PROBLEM TO WORK ON —
Restate each entry word for word, leaving nothing out.

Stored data
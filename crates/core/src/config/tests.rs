//! Tests for configuration module

use super::*;
use std::io::Write;
use tempfile::NamedTempFile;

fn create_temp_config_file(content: &str) -> NamedTempFile {
    let mut file = tempfile::Builder::new()
        .suffix(".toml")
        .tempfile()
        .expect("Failed to create temp file");
    file.write_all(content.as_bytes())
        .expect("Failed to write temp file");
    file.flush().expect("Failed to flush temp file");
    file
}

#[test]
fn test_defaults() {
    let config = Config::default();
    assert_eq!(config.scheduler.batch_size, 3);
    assert_eq!(config.scheduler.batch_setup_delay_ms, 5000);
    assert_eq!(config.scheduler.per_item_delay_ms, 500);
    assert_eq!(config.server.host, "0.0.0.0");
    assert_eq!(config.server.port, 3000);
    assert!(config.server.allowed_origins.is_empty());
}

#[test]
fn test_from_toml_str_valid() {
    let toml = r#"
        [scheduler]
        batch_size = 5
        batch_setup_delay_ms = 100

        [server]
        port = 8080
        allowed_origins = ["http://localhost:5173"]
    "#;

    let config = Config::from_toml_str(toml).expect("Failed to parse valid TOML");
    assert_eq!(config.scheduler.batch_size, 5);
    assert_eq!(config.scheduler.batch_setup_delay_ms, 100);
    // Unspecified values fall back to defaults
    assert_eq!(config.scheduler.per_item_delay_ms, 500);
    assert_eq!(config.server.port, 8080);
    assert_eq!(
        config.server.allowed_origins,
        vec!["http://localhost:5173".to_string()]
    );
}

#[test]
fn test_from_toml_str_empty_uses_defaults() {
    let config = Config::from_toml_str("").expect("Empty TOML should parse");
    assert_eq!(config.scheduler.batch_size, 3);
    assert_eq!(config.server.port, 3000);
}

#[test]
fn test_from_toml_str_rejects_zero_batch_size() {
    let toml = r#"
        [scheduler]
        batch_size = 0
    "#;

    let result = Config::from_toml_str(toml);
    assert!(result.is_err());
    assert!(result
        .unwrap_err()
        .to_string()
        .contains("batch_size must be at least 1"));
}

#[test]
fn test_from_file_missing_file_uses_defaults() {
    let config = Config::from_file(std::path::Path::new("/nonexistent/ingestq.toml"))
        .expect("Missing file should fall back to defaults");
    assert_eq!(config.scheduler.batch_size, 3);
}

#[test]
fn test_from_file_reads_toml() {
    let file = create_temp_config_file(
        r#"
        [scheduler]
        batch_size = 7

        [server]
        host = "127.0.0.1"
    "#,
    );

    let config = Config::from_file(file.path()).expect("Failed to load config file");
    assert_eq!(config.scheduler.batch_size, 7);
    assert_eq!(config.server.host, "127.0.0.1");
}

#[test]
fn test_validate_rejects_empty_host() {
    let mut config = Config::default();
    config.server.host = String::new();
    assert!(config.validate().is_err());
}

RESULT —
filename crates/core/src/config/tests.rs
//! Tests for configuration module

use super::*;
use std::io::Write;
use tempfile::NamedTempFile;

fn create_temp_config_file(content: &str) -> NamedTempFile {
    let mut file = tempfile::Builder::new()
        .suffix(".toml")
        .tempfile()
        .expect("Failed to create temp file");
    file.write_all(content.as_bytes())
        .expect("Failed to write temp file");
    file.flush().expect("Failed to flush temp file");
    file
}

#[test]
fn test_defaults() {
    let config = Config::default();
    assert_eq!(config.scheduler.batch_size, 3);
    assert_eq!(config.scheduler.batch_setup_delay_ms, 5000);
    assert_eq!(config.scheduler.per_item_delay_ms, 500);
    assert_eq!(config.server.host, "0.0.0.0");
    assert_eq!(config.server.port, 3000);
    assert!(config.server.allowed_origins.is_empty());
}

#[test]
fn test_from_toml_str_valid() {
    let toml = r#"
        [scheduler]
        batch_size = 5
        batch_setup_delay_ms = 100

        [server]
        port = 8080
        allowed_origins = ["http://localhost:5173"]
    "#;

    let config = Config::from_toml_str(toml).expect("Failed to parse valid TOML");
    assert_eq!(config.scheduler.batch_size, 5);
    assert_eq!(config.scheduler.batch_setup_delay_ms, 100);
    // Unspecified values fall back to defaults
    assert_eq!(config.scheduler.per_item_delay_ms, 500);
    assert_eq!(config.server.port, 8080);
    assert_eq!(
        config.server.allowed_origins,
        vec!["http://localhost:5173".to_string()]
    );
}

#[test]
fn test_from_toml_str_empty_uses_defaults() {
    let config = Config::from_toml_str("").expect("Empty TOML should parse");
    assert_eq!(config.scheduler.batch_size, 3);
    assert_eq!(config.server.port, 3000);
}

#[test]
fn test_from_toml_str_rejects_zero_batch_size() {
    let toml = r#"
        [scheduler]
        batch_size = 0
    "#;

    let result = Config::from_toml_str(toml);
    assert!(result.is_err());
    assert!(result
        .unwrap_err()
        .to_string()
        .contains("batch_size must be at least 1"));
}

#[test]
fn test_from_file_missing_file_uses_defaults() {
    let config = Config::from_file(std::path::Path::new("/nonexistent/ingestq.toml"))
        .expect("Missing file should fall back to defaults");
    assert_eq!(config.scheduler.batch_size, 3);
}

#[test]
fn test_from_file_reads_toml() {
    let file = create_temp_config_file(
        r#"
        [scheduler]
        batch_size = 7

        [server]
        host = "127.0.0.1"
    "#,
    );

    let config = Config::from_file(file.path()).expect("Failed to load config file");
    assert_eq!(config.scheduler.batch_size, 7);
    assert_eq!(config.server.host, "127.0.0.1");
}

#[test]
fn test_validate_rejects_empty_host() {
    let mut config = Config::default();
    config.server.host = String::new();
    assert!(config.validate().is_err());
}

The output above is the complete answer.